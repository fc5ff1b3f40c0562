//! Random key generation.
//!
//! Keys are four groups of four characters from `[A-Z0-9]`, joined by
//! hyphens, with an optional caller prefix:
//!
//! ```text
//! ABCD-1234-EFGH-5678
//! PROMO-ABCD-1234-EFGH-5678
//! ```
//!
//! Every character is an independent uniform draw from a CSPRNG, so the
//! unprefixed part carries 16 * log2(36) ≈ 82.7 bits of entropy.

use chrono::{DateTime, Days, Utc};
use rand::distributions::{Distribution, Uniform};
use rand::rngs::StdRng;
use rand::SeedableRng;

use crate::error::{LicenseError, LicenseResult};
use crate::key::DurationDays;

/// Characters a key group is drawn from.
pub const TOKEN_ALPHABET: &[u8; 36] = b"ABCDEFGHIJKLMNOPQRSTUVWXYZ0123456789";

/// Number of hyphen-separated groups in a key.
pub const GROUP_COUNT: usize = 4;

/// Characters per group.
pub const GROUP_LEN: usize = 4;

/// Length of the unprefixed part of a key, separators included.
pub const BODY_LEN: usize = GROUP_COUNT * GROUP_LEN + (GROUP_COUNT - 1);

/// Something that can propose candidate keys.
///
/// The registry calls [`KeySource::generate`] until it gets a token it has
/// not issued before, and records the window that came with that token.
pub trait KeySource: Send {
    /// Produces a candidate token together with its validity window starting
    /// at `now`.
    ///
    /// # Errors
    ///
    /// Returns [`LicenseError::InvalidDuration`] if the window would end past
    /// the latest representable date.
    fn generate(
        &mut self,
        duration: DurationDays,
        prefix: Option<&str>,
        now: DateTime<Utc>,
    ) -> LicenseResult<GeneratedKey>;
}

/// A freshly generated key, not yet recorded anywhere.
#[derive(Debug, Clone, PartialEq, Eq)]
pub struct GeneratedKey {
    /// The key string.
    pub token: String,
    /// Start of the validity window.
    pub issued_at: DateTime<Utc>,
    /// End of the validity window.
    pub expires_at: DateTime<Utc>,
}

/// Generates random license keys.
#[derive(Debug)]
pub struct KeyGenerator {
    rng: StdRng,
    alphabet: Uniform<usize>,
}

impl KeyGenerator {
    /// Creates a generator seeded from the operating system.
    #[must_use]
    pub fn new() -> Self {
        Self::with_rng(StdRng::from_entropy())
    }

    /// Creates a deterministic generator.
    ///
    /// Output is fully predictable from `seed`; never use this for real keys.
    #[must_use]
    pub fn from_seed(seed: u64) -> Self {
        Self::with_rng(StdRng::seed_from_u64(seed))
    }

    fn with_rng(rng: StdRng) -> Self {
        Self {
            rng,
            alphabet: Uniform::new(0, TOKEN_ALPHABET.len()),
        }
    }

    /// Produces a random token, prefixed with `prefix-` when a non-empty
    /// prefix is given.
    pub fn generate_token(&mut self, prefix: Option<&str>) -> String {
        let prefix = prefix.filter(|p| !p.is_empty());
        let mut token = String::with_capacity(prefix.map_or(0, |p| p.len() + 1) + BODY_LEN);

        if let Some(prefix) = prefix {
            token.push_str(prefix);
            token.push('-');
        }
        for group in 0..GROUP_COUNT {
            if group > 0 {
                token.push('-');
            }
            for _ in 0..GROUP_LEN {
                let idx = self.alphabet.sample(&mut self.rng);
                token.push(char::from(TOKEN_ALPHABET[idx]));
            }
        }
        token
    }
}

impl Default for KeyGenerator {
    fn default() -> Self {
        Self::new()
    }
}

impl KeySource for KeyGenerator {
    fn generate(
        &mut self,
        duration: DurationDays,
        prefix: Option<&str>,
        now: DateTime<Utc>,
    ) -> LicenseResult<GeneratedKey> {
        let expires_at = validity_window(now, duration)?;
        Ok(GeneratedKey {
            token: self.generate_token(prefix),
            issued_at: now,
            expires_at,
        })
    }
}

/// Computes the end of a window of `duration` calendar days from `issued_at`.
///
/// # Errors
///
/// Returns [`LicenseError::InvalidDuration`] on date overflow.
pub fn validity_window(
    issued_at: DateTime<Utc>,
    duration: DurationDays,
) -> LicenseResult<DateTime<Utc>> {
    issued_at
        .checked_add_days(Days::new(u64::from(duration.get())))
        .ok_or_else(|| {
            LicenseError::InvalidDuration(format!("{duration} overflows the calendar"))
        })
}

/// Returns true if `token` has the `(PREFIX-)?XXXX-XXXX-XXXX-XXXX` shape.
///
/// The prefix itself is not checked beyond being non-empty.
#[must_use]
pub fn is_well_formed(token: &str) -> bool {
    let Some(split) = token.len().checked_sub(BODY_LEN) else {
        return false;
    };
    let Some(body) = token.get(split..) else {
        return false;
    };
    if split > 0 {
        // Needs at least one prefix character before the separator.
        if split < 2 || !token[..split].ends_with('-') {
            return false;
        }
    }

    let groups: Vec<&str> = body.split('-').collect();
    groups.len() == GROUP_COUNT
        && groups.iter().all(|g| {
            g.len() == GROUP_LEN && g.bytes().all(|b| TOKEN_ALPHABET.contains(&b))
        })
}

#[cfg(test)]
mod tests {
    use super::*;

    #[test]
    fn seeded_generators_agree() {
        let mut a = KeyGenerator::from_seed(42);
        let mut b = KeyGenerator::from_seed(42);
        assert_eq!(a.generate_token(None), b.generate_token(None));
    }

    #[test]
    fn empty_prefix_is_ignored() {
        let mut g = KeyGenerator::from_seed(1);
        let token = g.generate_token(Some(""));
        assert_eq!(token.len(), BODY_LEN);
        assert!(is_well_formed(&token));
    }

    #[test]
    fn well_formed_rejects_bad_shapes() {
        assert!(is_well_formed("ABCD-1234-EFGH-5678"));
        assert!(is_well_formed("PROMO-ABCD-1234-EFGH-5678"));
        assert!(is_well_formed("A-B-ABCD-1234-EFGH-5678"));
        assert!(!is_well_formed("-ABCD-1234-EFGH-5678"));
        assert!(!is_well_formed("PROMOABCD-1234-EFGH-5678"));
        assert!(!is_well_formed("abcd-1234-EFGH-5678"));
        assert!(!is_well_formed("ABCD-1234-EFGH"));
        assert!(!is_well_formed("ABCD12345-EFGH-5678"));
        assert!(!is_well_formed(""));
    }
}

· · · · ·

> [Task goal]: Each line in the listing needs to be copied exactly.

> [Reply]:
repository fc5ff1b3f40c0562
//! Random key generation.
//!
//! Keys are four groups of four characters from `[A-Z0-9]`, joined by
//! hyphens, with an optional caller prefix:
//!
//! ```text
//! ABCD-1234-EFGH-5678
//! PROMO-ABCD-1234-EFGH-5678
//! ```
//!
//! Every character is an independent uniform draw from a CSPRNG, so the
//! unprefixed part carries 16 * log2(36) ≈ 82.7 bits of entropy.

use chrono::{DateTime, Days, Utc};
use rand::distributions::{Distribution, Uniform};
use rand::rngs::StdRng;
use rand::SeedableRng;

use crate::error::{LicenseError, LicenseResult};
use crate::key::DurationDays;

/// Characters a key group is drawn from.
pub const TOKEN_ALPHABET: &[u8; 36] = b"ABCDEFGHIJKLMNOPQRSTUVWXYZ0123456789";

/// Number of hyphen-separated groups in a key.
pub const GROUP_COUNT: usize = 4;

/// Characters per group.
pub const GROUP_LEN: usize = 4;

/// Length of the unprefixed part of a key, separators included.
pub const BODY_LEN: usize = GROUP_COUNT * GROUP_LEN + (GROUP_COUNT - 1);

/// Something that can propose candidate keys.
///
/// The registry calls [`KeySource::generate`] until it gets a token it has
/// not issued before, and records the window that came with that token.
pub trait KeySource: Send {
    /// Produces a candidate token together with its validity window starting
    /// at `now`.
    ///
    /// # Errors
    ///
    /// Returns [`LicenseError::InvalidDuration`] if the window would end past
    /// the latest representable date.
    fn generate(
        &mut self,
        duration: DurationDays,
        prefix: Option<&str>,
        now: DateTime<Utc>,
    ) -> LicenseResult<GeneratedKey>;
}

/// A freshly generated key, not yet recorded anywhere.
#[derive(Debug, Clone, PartialEq, Eq)]
pub struct GeneratedKey {
    /// The key string.
    pub token: String,
    /// Start of the validity window.
    pub issued_at: DateTime<Utc>,
    /// End of the validity window.
    pub expires_at: DateTime<Utc>,
}

/// Generates random license keys.
#[derive(Debug)]
pub struct KeyGenerator {
    rng: StdRng,
    alphabet: Uniform<usize>,
}

impl KeyGenerator {
    /// Creates a generator seeded from the operating system.
    #[must_use]
    pub fn new() -> Self {
        Self::with_rng(StdRng::from_entropy())
    }

    /// Creates a deterministic generator.
    ///
    /// Output is fully predictable from `seed`; never use this for real keys.
    #[must_use]
    pub fn from_seed(seed: u64) -> Self {
        Self::with_rng(StdRng::seed_from_u64(seed))
    }

    fn with_rng(rng: StdRng) -> Self {
        Self {
            rng,
            alphabet: Uniform::new(0, TOKEN_ALPHABET.len()),
        }
    }

    /// Produces a random token, prefixed with `prefix-` when a non-empty
    /// prefix is given.
    pub fn generate_token(&mut self, prefix: Option<&str>) -> String {
        let prefix = prefix.filter(|p| !p.is_empty());
        let mut token = String::with_capacity(prefix.map_or(0, |p| p.len() + 1) + BODY_LEN);

        if let Some(prefix) = prefix {
            token.push_str(prefix);
            token.push('-');
        }
        for group in 0..GROUP_COUNT {
            if group > 0 {
                token.push('-');
            }
            for _ in 0..GROUP_LEN {
                let idx = self.alphabet.sample(&mut self.rng);
                token.push(char::from(TOKEN_ALPHABET[idx]));
            }
        }
        token
    }
}

impl Default for KeyGenerator {
    fn default() -> Self {
        Self::new()
    }
}

impl KeySource for KeyGenerator {
    fn generate(
        &mut self,
        duration: DurationDays,
        prefix: Option<&str>,
        now: DateTime<Utc>,
    ) -> LicenseResult<GeneratedKey> {
        let expires_at = validity_window(now, duration)?;
        Ok(GeneratedKey {
            token: self.generate_token(prefix),
            issued_at: now,
            expires_at,
        })
    }
}

/// Computes the end of a window of `duration` calendar days from `issued_at`.
///
/// # Errors
///
/// Returns [`LicenseError::InvalidDuration`] on date overflow.
pub fn validity_window(
    issued_at: DateTime<Utc>,
    duration: DurationDays,
) -> LicenseResult<DateTime<Utc>> {
    issued_at
        .checked_add_days(Days::new(u64::from(duration.get())))
        .ok_or_else(|| {
            LicenseError::InvalidDuration(format!("{duration} overflows the calendar"))
        })
}

/// Returns true if `token` has the `(PREFIX-)?XXXX-XXXX-XXXX-XXXX` shape.
///
/// The prefix itself is not checked beyond being non-empty.
#[must_use]
pub fn is_well_formed(token: &str) -> bool {
    let Some(split) = token.len().checked_sub(BODY_LEN) else {
        return false;
    };
    let Some(body) = token.get(split..) else {
        return false;
    };
    if split > 0 {
        // Needs at least one prefix character before the separator.
        if split < 2 || !token[..split].ends_with('-') {
            return false;
        }
    }

    let groups: Vec<&str> = body.split('-').collect();
    groups.len() == GROUP_COUNT
        && groups.iter().all(|g| {
            g.len() == GROUP_LEN && g.bytes().all(|b| TOKEN_ALPHABET.contains(&b))
        })
}

#[cfg(test)]
mod tests {
    use super::*;

    #[test]
    fn seeded_generators_agree() {
        let mut a = KeyGenerator::from_seed(42);
        let mut b = KeyGenerator::from_seed(42);
        assert_eq!(a.generate_token(None), b.generate_token(None));
    }

    #[test]
    fn empty_prefix_is_ignored() {
        let mut g = KeyGenerator::from_seed(1);
        let token = g.generate_token(Some(""));
        assert_eq!(token.len(), BODY_LEN);
        assert!(is_well_formed(&token));
    }

    #[test]
    fn well_formed_rejects_bad_shapes() {
        assert!(is_well_formed("ABCD-1234-EFGH-5678"));
        assert!(is_well_formed("PROMO-ABCD-1234-EFGH-5678"));
        assert!(is_well_formed("A-B-ABCD-1234-EFGH-5678"));
        assert!(!is_well_formed("-ABCD-1234-EFGH-5678"));
        assert!(!is_well_formed("PROMOABCD-1234-EFGH-5678"));
        assert!(!is_well_formed("abcd-1234-EFGH-5678"));
        assert!(!is_well_formed("ABCD-1234-EFGH"));
        assert!(!is_well_formed("ABCD12345-EFGH-5678"));
        assert!(!is_well_formed(""));
    }
}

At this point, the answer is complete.